How many patients die as a result of cardiac arrest under the care of an anesthesiologist? The number is sufficiently low that we need large databases to answer the question. Many perioperative databases are composed of patients who underwent an operative procedure. Anesthesiologists provide anesthesia care for patients both inside and outside the operating room. To capture outcome data across the breadth of anesthesia practice, the American Society of Anesthesiologists established the Anesthesia Quality Institute in October of 2008. By 2013 the National Anesthesia Clinical Outcomes Registry (NACOR) had a collection of over 20 million cases from more than 200 practices, almost 2,000 facilities, and 8,000 providers. Dr. Mark Nunnally, Department of Anesthesia & Critical Care, The University of Chicago, Chicago, Illinois, and colleagues used data from the database for the period from January 1, 2010, through September 1, 2013, to determine factors associated with cardiac arrest. Their analysis is published in this month’s issue of Anesthesia & Analgesia and summarized in the article “The Incidence and Risk Factors for Perioperative Cardiac Arrest Observed in the National Anesthesia Clinical Outcomes Registry.”

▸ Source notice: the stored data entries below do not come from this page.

//! Infrastructure configuration - identity, sockets, adapters.

use serde::{Deserialize, Serialize};
use std::net::{IpAddr, Ipv4Addr};
use std::path::PathBuf;

/// Which side of the clock this node plays.
#[derive(Debug, Clone, Copy, PartialEq, Eq, Serialize, Deserialize, Default)]
#[serde(rename_all = "lowercase")]
pub enum NodeRole {
    /// Clock authority: broadcasts time, tracks followers.
    Leader,
    /// Follows the leader's broadcast timeline.
    #[default]
    Follower,
}

impl NodeRole {
    pub fn as_str(&self) -> &'static str {
        match self {
            NodeRole::Leader => "leader",
            NodeRole::Follower => "follower",
        }
    }
}

impl std::fmt::Display for NodeRole {
    fn fmt(&self, f: &mut std::fmt::Formatter<'_>) -> std::fmt::Result {
        f.write_str(self.as_str())
    }
}

impl std::str::FromStr for NodeRole {
    type Err = String;

    fn from_str(s: &str) -> Result<Self, Self::Err> {
        match s.trim().to_ascii_lowercase().as_str() {
            "leader" => Ok(NodeRole::Leader),
            "follower" | "collaborator" => Ok(NodeRole::Follower),
            other => Err(format!("unknown role '{}', expected leader or follower", other)),
        }
    }
}

/// Node identity.
#[derive(Debug, Clone, PartialEq, Serialize, Deserialize)]
pub struct NodeConfig {
    /// Identifier reported to the leader's registry.
    /// Default: the host name
    #[serde(default = "NodeConfig::default_node_id")]
    pub node_id: String,

    /// Default: follower
    #[serde(default)]
    pub role: NodeRole,
}

impl NodeConfig {
    fn default_node_id() -> String {
        std::env::var("HOSTNAME")
            .ok()
            .or_else(|| std::fs::read_to_string("/etc/hostname").ok())
            .map(|s| s.trim().to_string())
            .filter(|s| !s.is_empty())
            .unwrap_or_else(|| "kitchensync-node".to_string())
    }
}

impl Default for NodeConfig {
    fn default() -> Self {
        Self {
            node_id: Self::default_node_id(),
            role: NodeRole::default(),
        }
    }
}

/// UDP addresses and ports.
#[derive(Debug, Clone, PartialEq, Serialize, Deserialize)]
pub struct BindConfig {
    /// Local address every socket binds to.
    /// Default: 0.0.0.0
    #[serde(default = "BindConfig::default_bind_addr")]
    pub bind_addr: IpAddr,

    /// Destination for broadcast traffic (sync packets, commands, registration).
    /// Default: 255.255.255.255
    #[serde(default = "BindConfig::default_broadcast_addr")]
    pub broadcast_addr: IpAddr,

    /// Sync broadcast port.
    /// Default: 5005
    #[serde(default = "BindConfig::default_sync_port")]
    pub sync_port: u16,

    /// Port the leader listens on for registrations, heartbeats and replies.
    /// Default: 5006
    #[serde(default = "BindConfig::default_control_port")]
    pub leader_control_port: u16,

    /// Port followers listen on for commands.
    /// Default: 5006 (one node per host); split it from the leader port to
    /// run both roles on one machine.
    #[serde(default = "BindConfig::default_control_port")]
    pub follower_control_port: u16,
}

impl BindConfig {
    fn default_bind_addr() -> IpAddr {
        IpAddr::V4(Ipv4Addr::UNSPECIFIED)
    }

    fn default_broadcast_addr() -> IpAddr {
        IpAddr::V4(Ipv4Addr::BROADCAST)
    }

    fn default_sync_port() -> u16 {
        5005
    }

    fn default_control_port() -> u16 {
        5006
    }
}

impl Default for BindConfig {
    fn default() -> Self {
        Self {
            bind_addr: Self::default_bind_addr(),
            broadcast_addr: Self::default_broadcast_addr(),
            sync_port: Self::default_sync_port(),
            leader_control_port: Self::default_control_port(),
            follower_control_port: Self::default_control_port(),
        }
    }
}

/// Where the cue schedule comes from.
#[derive(Debug, Clone, PartialEq, Serialize, Deserialize, Default)]
pub struct ScheduleConfig {
    /// JSON or Standard MIDI File. Followers may leave this unset and use
    /// the schedule carried by the leader's start command.
    #[serde(default)]
    pub file: Option<PathBuf>,
}

/// Built-in player settings (used when no external media engine is attached).
#[derive(Debug, Clone, PartialEq, Serialize, Deserialize)]
pub struct PlaybackConfig {
    /// Media name reported at registration.
    #[serde(default)]
    pub media: Option<String>,

    /// Timeline length in seconds.
    /// Default: 180
    #[serde(default = "PlaybackConfig::default_duration")]
    pub duration_seconds: f64,

    /// Restart from zero at the end of the timeline.
    /// Default: true
    #[serde(default = "PlaybackConfig::default_looping")]
    pub looping: bool,
}

impl PlaybackConfig {
    fn default_duration() -> f64 {
        180.0
    }

    fn default_looping() -> bool {
        true
    }
}

impl Default for PlaybackConfig {
    fn default() -> Self {
        Self {
            media: None,
            duration_seconds: Self::default_duration(),
            looping: Self::default_looping(),
        }
    }
}

/// Trigger-output adapter selection.
#[derive(Debug, Clone, Copy, PartialEq, Eq, Serialize, Deserialize, Default)]
#[serde(rename_all = "lowercase")]
pub enum OutputKind {
    /// Log every trigger.
    #[default]
    Log,
    /// Write the line protocol to a device file (serial port).
    Serial,
}

#[derive(Debug, Clone, PartialEq, Serialize, Deserialize, Default)]
pub struct OutputConfig {
    #[serde(default)]
    pub kind: OutputKind,

    /// Device path for `serial`, e.g. /dev/ttyACM0.
    #[serde(default)]
    pub device: Option<PathBuf>,
}

/// Telemetry and observability configuration.
#[derive(Debug, Clone, PartialEq, Serialize, Deserialize)]
pub struct TelemetryConfig {
    /// Log level or filter directive (trace, debug, info, warn, error).
    /// Default: info
    #[serde(default = "TelemetryConfig::default_log_level")]
    pub log_level: String,
}

impl TelemetryConfig {
    fn default_log_level() -> String {
        "info".to_string()
    }
}

impl Default for TelemetryConfig {
    fn default() -> Self {
        Self {
            log_level: Self::default_log_level(),
        }
    }
}

/// All infrastructure sections.
#[derive(Debug, Clone, PartialEq, Serialize, Deserialize, Default)]
pub struct InfraConfig {
    #[serde(default)]
    pub node: NodeConfig,
    #[serde(default)]
    pub bind: BindConfig,
    #[serde(default)]
    pub schedule: ScheduleConfig,
    #[serde(default)]
    pub playback: PlaybackConfig,
    #[serde(default)]
    pub output: OutputConfig,
    #[serde(default)]
    pub telemetry: TelemetryConfig,
}
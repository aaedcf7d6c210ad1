//! Minimal configuration loading for KitchenSync.
//!
//! This crate provides configuration loading with minimal dependencies,
//! designed to be imported by every KitchenSync crate.
//!
//! # Configuration Philosophy
//!
//! Configuration is split into two categories:
//!
//! - **Infrastructure** (`InfraConfig`): node identity, sockets, the schedule
//!   source and output adapters.
//!
//! - **Tuning** (`SyncTuning`): thresholds and intervals of the sync engine.
//!   Validated once at load and immutable for the life of a session.
//!
//! # Usage
//!
//! ```rust,no_run
//! use kitchenconf::KitchenConfig;
//!
//! let config = KitchenConfig::load().expect("Failed to load config");
//!
//! println!("Sync port: {}", config.infra.bind.sync_port);
//! println!("Correction threshold: {}s", config.sync.correction_threshold);
//! ```
//!
//! # Config File Locations
//!
//! Files are loaded in order (later wins):
//! 1. `/etc/kitchensync/config.toml` (system)
//! 2. `~/.config/kitchensync/config.toml` (user)
//! 3. `./kitchensync.toml` (local override) or the `--config` path
//! 4. Environment variables (`KITCHENSYNC_*`)
//!
//! # Example Config
//!
//! ```toml
//! [node]
//! node_id = "pi-kitchen-1"
//! role = "leader"
//!
//! [bind]
//! broadcast_addr = "192.168.1.255"
//! sync_port = 5005
//!
//! [sync]
//! correction_threshold = 0.5
//! pause_threshold = 2.0
//! loop_epsilon = 2.5
//!
//! [schedule]
//! file = "~/show/schedule.json"
//!
//! [output]
//! kind = "serial"
//! device = "/dev/ttyACM0"
//! ```

pub mod infra;
pub mod loader;
pub mod tuning;

pub use infra::{
    BindConfig, InfraConfig, NodeConfig, NodeRole, OutputConfig, OutputKind, PlaybackConfig,
    ScheduleConfig, TelemetryConfig,
};
pub use loader::{discover_config_files_with_override, expand_path, ConfigSources};
pub use tuning::SyncTuning;

use serde::{Deserialize, Serialize};
use std::path::PathBuf;
use thiserror::Error;

/// Configuration loading errors.
#[derive(Debug, Error)]
pub enum ConfigError {
    #[error("Failed to read config file {path}: {source}")]
    FileRead {
        path: PathBuf,
        source: std::io::Error,
    },

    #[error("Failed to parse config file {path}: {message}")]
    Parse { path: PathBuf, message: String },

    #[error("Invalid configuration: {0}")]
    Schema(String),

    #[error("Invalid value for {name}: '{value}'")]
    Env { name: String, value: String },

    #[error("Invalid sync tuning: {0}")]
    InvalidTuning(String),

    #[error("loop_epsilon ({loop_epsilon}) must be greater than pause_threshold ({pause_threshold}) or corrections will read as loop restarts")]
    LoopEpsilonTooSmall {
        loop_epsilon: f64,
        pause_threshold: f64,
    },
}

/// Complete KitchenSync configuration.
#[derive(Debug, Clone, PartialEq, Serialize, Deserialize, Default)]
pub struct KitchenConfig {
    /// Infrastructure sections, flattened to top-level tables.
    #[serde(flatten)]
    pub infra: InfraConfig,

    /// Engine tuning - `[sync]`.
    #[serde(default)]
    pub sync: SyncTuning,
}

impl KitchenConfig {
    /// Load configuration from all sources.
    ///
    /// Load order (later wins):
    /// 1. Compiled defaults
    /// 2. `/etc/kitchensync/config.toml`
    /// 3. `~/.config/kitchensync/config.toml`
    /// 4. `./kitchensync.toml`
    /// 5. Environment variables
    pub fn load() -> Result<Self, ConfigError> {
        let (config, _sources) = Self::load_with_sources_from(None)?;
        Ok(config)
    }

    /// Load configuration from a specific file path, then apply env overrides.
    ///
    /// If `config_path` is provided, it takes precedence over the local
    /// `./kitchensync.toml` override. System and user configs still load first.
    pub fn load_from(config_path: Option<&std::path::Path>) -> Result<Self, ConfigError> {
        let (config, _sources) = Self::load_with_sources_from(config_path)?;
        Ok(config)
    }

    /// Load configuration from optional path and return information about sources.
    ///
    /// The result is validated; see [`KitchenConfig::validate`].
    pub fn load_with_sources_from(
        config_path: Option<&std::path::Path>,
    ) -> Result<(Self, ConfigSources), ConfigError> {
        let mut sources = ConfigSources::default();
        let mut merged = toml::Table::new();

        for path in loader::discover_config_files_with_override(config_path) {
            let table = loader::load_table(&path)?;
            loader::merge_tables(&mut merged, table);
            sources.files.push(path);
        }

        let mut config = loader::from_table(merged)?;
        loader::apply_env_overrides(&mut config, &mut sources)?;
        config.validate()?;

        Ok((config, sources))
    }

    /// Reject configurations the engine cannot run with.
    pub fn validate(&self) -> Result<(), ConfigError> {
        if self.infra.node.node_id.trim().is_empty() {
            return Err(ConfigError::Schema("node.node_id must not be empty".to_string()));
        }
        if self.infra.playback.duration_seconds.is_nan() || self.infra.playback.duration_seconds <= 0.0 {
            return Err(ConfigError::Schema(format!(
                "playback.duration_seconds must be positive, got {}",
                self.infra.playback.duration_seconds
            )));
        }
        if self.infra.output.kind == OutputKind::Serial && self.infra.output.device.is_none() {
            return Err(ConfigError::Schema(
                "output.kind = \"serial\" requires output.device".to_string(),
            ));
        }
        self.sync.validate()
    }

    /// Serialize config to TOML string.
    pub fn to_toml(&self) -> String {
        let body = toml::to_string_pretty(self)
            .unwrap_or_else(|e| format!("# failed to render configuration: {}\n", e));
        format!("# KitchenSync Configuration\n\n{}", body)
    }
}

#[cfg(test)]
mod tests {
    use super::*;
    use std::io::Write;

    #[test]
    fn test_default_config() {
        let config = KitchenConfig::default();
        assert_eq!(config.infra.bind.sync_port, 5005);
        assert_eq!(config.infra.node.role, NodeRole::Follower);
        config.validate().unwrap();
    }

    #[test]
    fn test_to_toml() {
        let config = KitchenConfig::default();
        let toml = config.to_toml();
        assert!(toml.contains("[node]"));
        assert!(toml.contains("[bind]"));
        assert!(toml.contains("[sync]"));
        assert!(toml.contains("loop_epsilon"));
    }

    #[test]
    fn test_to_toml_reloads() {
        let mut config = KitchenConfig::default();
        config.infra.node.node_id = "pi-3".to_string();
        config.sync.window_size = 12;
        let table: toml::Table = config.to_toml().parse().unwrap();
        let reloaded = loader::from_table(table).unwrap();
        assert_eq!(reloaded.infra.node.node_id, "pi-3");
        assert_eq!(reloaded.sync.window_size, 12);
    }

    #[test]
    fn test_load_from_file() {
        let mut file = tempfile::NamedTempFile::new().unwrap();
        writeln!(file, "[node]\nnode_id = \"pi-9\"\n\n[sync]\ncorrection_threshold = 0.3").unwrap();

        let (config, sources) = KitchenConfig::load_with_sources_from(Some(file.path())).unwrap();
        assert_eq!(config.infra.node.node_id, "pi-9");
        assert_eq!(config.sync.correction_threshold, 0.3);
        assert!(sources.files.contains(&file.path().to_path_buf()));
    }

    #[test]
    fn test_load_rejects_bad_epsilon() {
        let mut file = tempfile::NamedTempFile::new().unwrap();
        writeln!(file, "[sync]\npause_threshold = 3.0\nloop_epsilon = 2.0").unwrap();

        let err = KitchenConfig::load_from(Some(file.path())).unwrap_err();
        assert!(matches!(err, ConfigError::LoopEpsilonTooSmall { .. }));
    }

    #[test]
    fn test_missing_cli_file_is_error() {
        let err = KitchenConfig::load_from(Some(std::path::Path::new("/nonexistent/ks.toml")))
            .unwrap_err();
        assert!(matches!(err, ConfigError::FileRead { .. }));
    }

    #[test]
    fn test_serial_requires_device() {
        let mut config = KitchenConfig::default();
        config.infra.output.kind = OutputKind::Serial;
        assert!(config.validate().is_err());
    }
}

For this study, cardiac arrest was defined as any unexpected episode of cardiopulmonary resuscitation (open or closed chest) in the OR or PACU. 951 cardiac arrests were reported during OR and PACU care. Slightly more than 40% of patients survived. Cardiac arrest was highest in patients less than 1 year (0.35%) of age. The incidence decreased until the age group 66 to 79 years. Mortality was twice as high in males compared to females. Most arrests occurred in patients ASA 3 or 4 (62.5%). As expected, the mortality rate was highest in patients whose ASA class was 5. Most arrests were seen in patients who underwent general anesthesia (89.1%). Intracranial procedures (0.35%) had the highest arrest incidence per procedure, while intraabdominal procedures (15.75% of total arrests) had the most overall arrests.
This represents an early effort at number crunching using the NACOR/AQI registry. The study design is purely observational and thus lacks any comparison group, any intervention, adequate outcomes data, or independent verification of the data input. The study found that risk increased with age and ASA status, which we already knew. The only unexpected finding was that incidence of cardiac arrest and perioperative mortality was increased in men. Since this was an exploratory study, this needs to be considered “hypothesis generation” requiring subsequent confirmation in an hypothesis testing study.